Well to be fair the conversation is more around staff behaviour, so not emailing each other evenings and weekends and not replying to parent emails in our own time. We can't really dictate what parents do.

However, if there's a general rule about only emailing during working hours it's easy enough to just do a "schedule send" on most devices now isn't it?

Of course it is. Presumably the staff are going to "schedule send" so I only get the emails at the time I want them too (outside working hours) or is this a one -way etiquette?

WrongSwanson · 17/11/2023 08:03

And presumably at work, where I receive emails from 1000s of different people over the course of the year, I should check with each one when it would be convenient to "schedule send" their email for? Because of course some may work nights, or have small children or all kinds of other preferences.

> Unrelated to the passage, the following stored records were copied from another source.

//! Protobuf field tables for the built-in kinds stored as typed bodies.
//!
//! Tags follow the `generated.proto` files of `k8s.io/api` and
//! `k8s.io/apimachinery`.

use super::pod::{LOCAL_OBJECT_REFERENCE, POD, POD_TEMPLATE_SPEC};

#[derive(Debug, Clone, Copy)]
pub(crate) enum Ty {
    Str,
    Bool,
    I32,
    I64,
    /// base64 in JSON, raw bytes on the wire.
    Bytes,
    Time,
    MicroTime,
    Quantity,
    IntOrString,
    /// Arbitrary JSON kept as bytes, e.g. `fieldsV1`.
    RawJson,
    Msg(&'static [Field]),
    StrMap,
    BytesMap,
    QuantityMap,
}

#[derive(Debug, Clone, Copy)]
pub(crate) struct Field {
    pub name: &'static str,
    pub tag: u32,
    pub ty: Ty,
    pub repeated: bool,
    /// Embedded message whose fields sit on the parent JSON object.
    pub inline: bool,
}

pub(crate) const fn one(name: &'static str, tag: u32, ty: Ty) -> Field {
    Field { name, tag, ty, repeated: false, inline: false }
}

pub(crate) const fn many(name: &'static str, tag: u32, ty: Ty) -> Field {
    Field { name, tag, ty, repeated: true, inline: false }
}

pub(crate) const fn inline(tag: u32, fields: &'static [Field]) -> Field {
    Field { name: "", tag, ty: Ty::Msg(fields), repeated: false, inline: true }
}

use Ty::*;

// meta/v1

const OWNER_REFERENCE: &[Field] = &[
    one("kind", 1, Str),
    one("name", 3, Str),
    one("uid", 4, Str),
    one("apiVersion", 5, Str),
    one("controller", 6, Bool),
    one("blockOwnerDeletion", 7, Bool),
];

const MANAGED_FIELDS_ENTRY: &[Field] = &[
    one("manager", 1, Str),
    one("operation", 2, Str),
    one("apiVersion", 3, Str),
    one("time", 4, Time),
    one("fieldsType", 6, Str),
    one("fieldsV1", 7, RawJson),
    one("subresource", 8, Str),
];

pub(crate) const OBJECT_META: &[Field] = &[
    one("name", 1, Str),
    one("generateName", 2, Str),
    one("namespace", 3, Str),
    one("selfLink", 4, Str),
    one("uid", 5, Str),
    one("resourceVersion", 6, Str),
    one("generation", 7, I64),
    one("creationTimestamp", 8, Time),
    one("deletionTimestamp", 9, Time),
    one("deletionGracePeriodSeconds", 10, I64),
    one("labels", 11, StrMap),
    one("annotations", 12, StrMap),
    many("ownerReferences", 13, Msg(OWNER_REFERENCE)),
    many("finalizers", 14, Str),
    many("managedFields", 17, Msg(MANAGED_FIELDS_ENTRY)),
];

const LABEL_SELECTOR_REQUIREMENT: &[Field] = &[one("key", 1, Str), one("operator", 2, Str), many("values", 3, Str)];

pub(crate) const LABEL_SELECTOR: &[Field] =
    &[one("matchLabels", 1, StrMap), many("matchExpressions", 2, Msg(LABEL_SELECTOR_REQUIREMENT))];

const CONDITION: &[Field] = &[
    one("type", 1, Str),
    one("status", 2, Str),
    one("observedGeneration", 3, I64),
    one("lastTransitionTime", 4, Time),
    one("reason", 5, Str),
    one("message", 6, Str),
];

// core/v1

const CONFIG_MAP: &[Field] = &[
    one("metadata", 1, Msg(OBJECT_META)),
    one("data", 2, StrMap),
    one("binaryData", 3, BytesMap),
    one("immutable", 4, Bool),
];

const SECRET: &[Field] = &[
    one("metadata", 1, Msg(OBJECT_META)),
    one("data", 2, BytesMap),
    one("type", 3, Str),
    one("stringData", 4, StrMap),
    one("immutable", 5, Bool),
];

const NAMESPACE_CONDITION: &[Field] = &[
    one("type", 1, Str),
    one("status", 2, Str),
    one("lastTransitionTime", 4, Time),
    one("reason", 5, Str),
    one("message", 6, Str),
];

const NAMESPACE_SPEC: &[Field] = &[many("finalizers", 1, Str)];

const NAMESPACE_STATUS: &[Field] = &[one("phase", 1, Str), many("conditions", 2, Msg(NAMESPACE_CONDITION))];

const NAMESPACE: &[Field] = &[
    one("metadata", 1, Msg(OBJECT_META)),
    one("spec", 2, Msg(NAMESPACE_SPEC)),
    one("status", 3, Msg(NAMESPACE_STATUS)),
];

const OBJECT_REFERENCE: &[Field] = &[
    one("kind", 1, Str),
    one("namespace", 2, Str),
    one("name", 3, Str),
    one("uid", 4, Str),
    one("apiVersion", 5, Str),
    one("resourceVersion", 6, Str),
    one("fieldPath", 7, Str),
];

const SERVICE_ACCOUNT: &[Field] = &[
    one("metadata", 1, Msg(OBJECT_META)),
    many("secrets", 2, Msg(OBJECT_REFERENCE)),
    many("imagePullSecrets", 3, Msg(LOCAL_OBJECT_REFERENCE)),
    one("automountServiceAccountToken", 4, Bool),
];

const SERVICE_PORT: &[Field] = &[
    one("name", 1, Str),
    one("protocol", 2, Str),
    one("port", 3, I32),
    one("targetPort", 4, IntOrString),
    one("nodePort", 5, I32),
    one("appProtocol", 6, Str),
];

const CLIENT_IP_CONFIG: &[Field] = &[one("timeoutSeconds", 1, I32)];

const SESSION_AFFINITY_CONFIG: &[Field] = &[one("clientIP", 1, Msg(CLIENT_IP_CONFIG))];

const SERVICE_SPEC: &[Field] = &[
    many("ports", 1, Msg(SERVICE_PORT)),
    one("selector", 2, StrMap),
    one("clusterIP", 3, Str),
    one("type", 4, Str),
    many("externalIPs", 5, Str),
    one("sessionAffinity", 7, Str),
    one("loadBalancerIP", 8, Str),
    many("loadBalancerSourceRanges", 9, Str),
    one("externalName", 10, Str),
    one("externalTrafficPolicy", 11, Str),
    one("healthCheckNodePort", 12, I32),
    one("publishNotReadyAddresses", 13, Bool),
    one("sessionAffinityConfig", 14, Msg(SESSION_AFFINITY_CONFIG)),
    one("ipFamilyPolicy", 17, Str),
    many("clusterIPs", 18, Str),
    many("ipFamilies", 19, Str),
    one("allocateLoadBalancerNodePorts", 20, Bool),
    one("loadBalancerClass", 21, Str),
    one("internalTrafficPolicy", 22, Str),
];

const PORT_STATUS: &[Field] = &[one("port", 1, I32), one("protocol", 2, Str), one("error", 3, Str)];

const LOAD_BALANCER_INGRESS: &[Field] =
    &[one("ip", 1, Str), one("hostname", 2, Str), many("ports", 4, Msg(PORT_STATUS))];

const LOAD_BALANCER_STATUS: &[Field] = &[many("ingress", 1, Msg(LOAD_BALANCER_INGRESS))];

const SERVICE_STATUS: &[Field] = &[
    one("loadBalancer", 1, Msg(LOAD_BALANCER_STATUS)),
    many("conditions", 2, Msg(CONDITION)),
];

const SERVICE: &[Field] = &[
    one("metadata", 1, Msg(OBJECT_META)),
    one("spec", 2, Msg(SERVICE_SPEC)),
    one("status", 3, Msg(SERVICE_STATUS)),
];

const TAINT: &[Field] = &[one("key", 1, Str), one("value", 2, Str), one("effect", 3, Str), one("timeAdded", 4, Time)];

const NODE_SPEC: &[Field] = &[
    one("podCIDR", 1, Str),
    one("providerID", 3, Str),
    one("unschedulable", 4, Bool),
    many("taints", 5, Msg(TAINT)),
    many("podCIDRs", 7, Str),
];

const NODE_CONDITION: &[Field] = &[
    one("type", 1, Str),
    one("status", 2, Str),
    one("lastHeartbeatTime", 3, Time),
    one("lastTransitionTime", 4, Time),
    one("reason", 5, Str),
    one("message", 6, Str),
];

const NODE_SYSTEM_INFO: &[Field] = &[
    one("machineID", 1, Str),
    one("systemUUID", 2, Str),
    one("bootID", 3, Str),
    one("kernelVersion", 4, Str),
    one("osImage", 5, Str),
    one("containerRuntimeVersion", 6, Str),
    one("kubeletVersion", 7, Str),
    one("kubeProxyVersion", 8, Str),
    one("operatingSystem", 9, Str),
    one("architecture", 10, Str),
];

const NODE_ADDRESS: &[Field] = &[one("type", 1, Str), one("address", 2, Str)];

const DAEMON_ENDPOINT: &[Field] = &[one("Port", 1, I32)];

const NODE_DAEMON_ENDPOINTS: &[Field] = &[one("kubeletEndpoint", 1, Msg(DAEMON_ENDPOINT))];

const NODE_STATUS: &[Field] = &[
    one("capacity", 1, QuantityMap),
    one("allocatable", 2, QuantityMap),
    one("phase", 3, Str),
    many("conditions", 4, Msg(NODE_CONDITION)),
    many("addresses", 5, Msg(NODE_ADDRESS)),
    one("daemonEndpoints", 6, Msg(NODE_DAEMON_ENDPOINTS)),
    one("nodeInfo", 7, Msg(NODE_SYSTEM_INFO)),
];

const NODE: &[Field] = &[
    one("metadata", 1, Msg(OBJECT_META)),
    one("spec", 2, Msg(NODE_SPEC)),
    one("status", 3, Msg(NODE_STATUS)),
];

// apps/v1

const ROLLING_UPDATE_DEPLOYMENT: &[Field] = &[one("maxUnavailable", 1, IntOrString), one("maxSurge", 2, IntOrString)];

const DEPLOYMENT_STRATEGY: &[Field] = &[one("type", 1, Str), one("rollingUpdate", 2, Msg(ROLLING_UPDATE_DEPLOYMENT))];

const DEPLOYMENT_SPEC: &[Field] = &[
    one("replicas", 1, I32),
    one("selector", 2, Msg(LABEL_SELECTOR)),
    one("template", 3, Msg(POD_TEMPLATE_SPEC)),
    one("strategy", 4, Msg(DEPLOYMENT_STRATEGY)),
    one("minReadySeconds", 5, I32),
    one("revisionHistoryLimit", 6, I32),
    one("paused", 7, Bool),
    one("progressDeadlineSeconds", 9, I32),
];

const DEPLOYMENT_CONDITION: &[Field] = &[
    one("type", 1, Str),
    one("status", 2, Str),
    one("reason", 4, Str),
    one("message", 5, Str),
    one("lastUpdateTime", 6, Time),
    one("lastTransitionTime", 7, Time),
];

const DEPLOYMENT_STATUS: &[Field] = &[
    one("observedGeneration", 1, I64),
    one("replicas", 2, I32),
    one("updatedReplicas", 3, I32),
    one("availableReplicas", 4, I32),
    one("unavailableReplicas", 5, I32),
    many("conditions", 6, Msg(DEPLOYMENT_CONDITION)),
    one("readyReplicas", 7, I32),
    one("collisionCount", 8, I32),
];

const DEPLOYMENT: &[Field] = &[
    one("metadata", 1, Msg(OBJECT_META)),
    one("spec", 2, Msg(DEPLOYMENT_SPEC)),
    one("status", 3, Msg(DEPLOYMENT_STATUS)),
];

// coordination.k8s.io/v1

const LEASE_SPEC: &[Field] = &[
    one("holderIdentity", 1, Str),
    one("leaseDurationSeconds", 2, I32),
    one("acquireTime", 3, MicroTime),
    one("renewTime", 4, MicroTime),
    one("leaseTransitions", 5, I32),
];

const LEASE: &[Field] = &[one("metadata", 1, Msg(OBJECT_META)), one("spec", 2, Msg(LEASE_SPEC))];

/// `(apiVersion, kind)` pairs with a typed body.
const KINDS: &[(&str, &str, &[Field])] = &[
    ("v1", "Pod", POD),
    ("v1", "ConfigMap", CONFIG_MAP),
    ("v1", "Secret", SECRET),
    ("v1", "Namespace", NAMESPACE),
    ("v1", "ServiceAccount", SERVICE_ACCOUNT),
    ("v1", "Service", SERVICE),
    ("v1", "Node", NODE),
    ("apps/v1", "Deployment", DEPLOYMENT),
    ("coordination.k8s.io/v1", "Lease", LEASE),
];

pub(crate) fn lookup(api_version: &str, kind: &str) -> Option<&'static [Field]> {
    KINDS.iter().find(|(v, k, _)| *v == api_version && *k == kind).map(|(_, _, fields)| *fields)
}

Or maybe it would be simpler if we all just send and look at emails when convenient for us, and don't look at them when we don't want to deal with them?

Thepeopleversuswork · 17/11/2023 08:36

Honestly OP you are fine and need to not give yourself a hard time about this.

While I do understand the urge to be more considerate about not burdening people out of hours with additional work, I think this "email etiquette" thing has swung too far in the wrong direction and become a bit silly.

I've seen this on other threads where people have reprimanded posters for sending emails and in a couple of cases posters have said it could lead to disciplinary action at their places of work FFS. It's absolutely right and sensible not to bully people into responding out of hours but there's nothing wrong with sending emails out of hours. I would physically not be able to do my job if I was barred from sending emails outside of office hours. I'm on calls most of the day and I simply wouldn't be able to get it done if I were restricted to an "emails only during office hours" policy.

No one is held at gunpoint and forced to read emails out of hours. She can ignore it if she wants to.

UsingChangeofName · 17/11/2023 18:41

Exactly @WrongSwanson

I am quite surprised how many people think they have the choice to only open up their e-mail when they want to.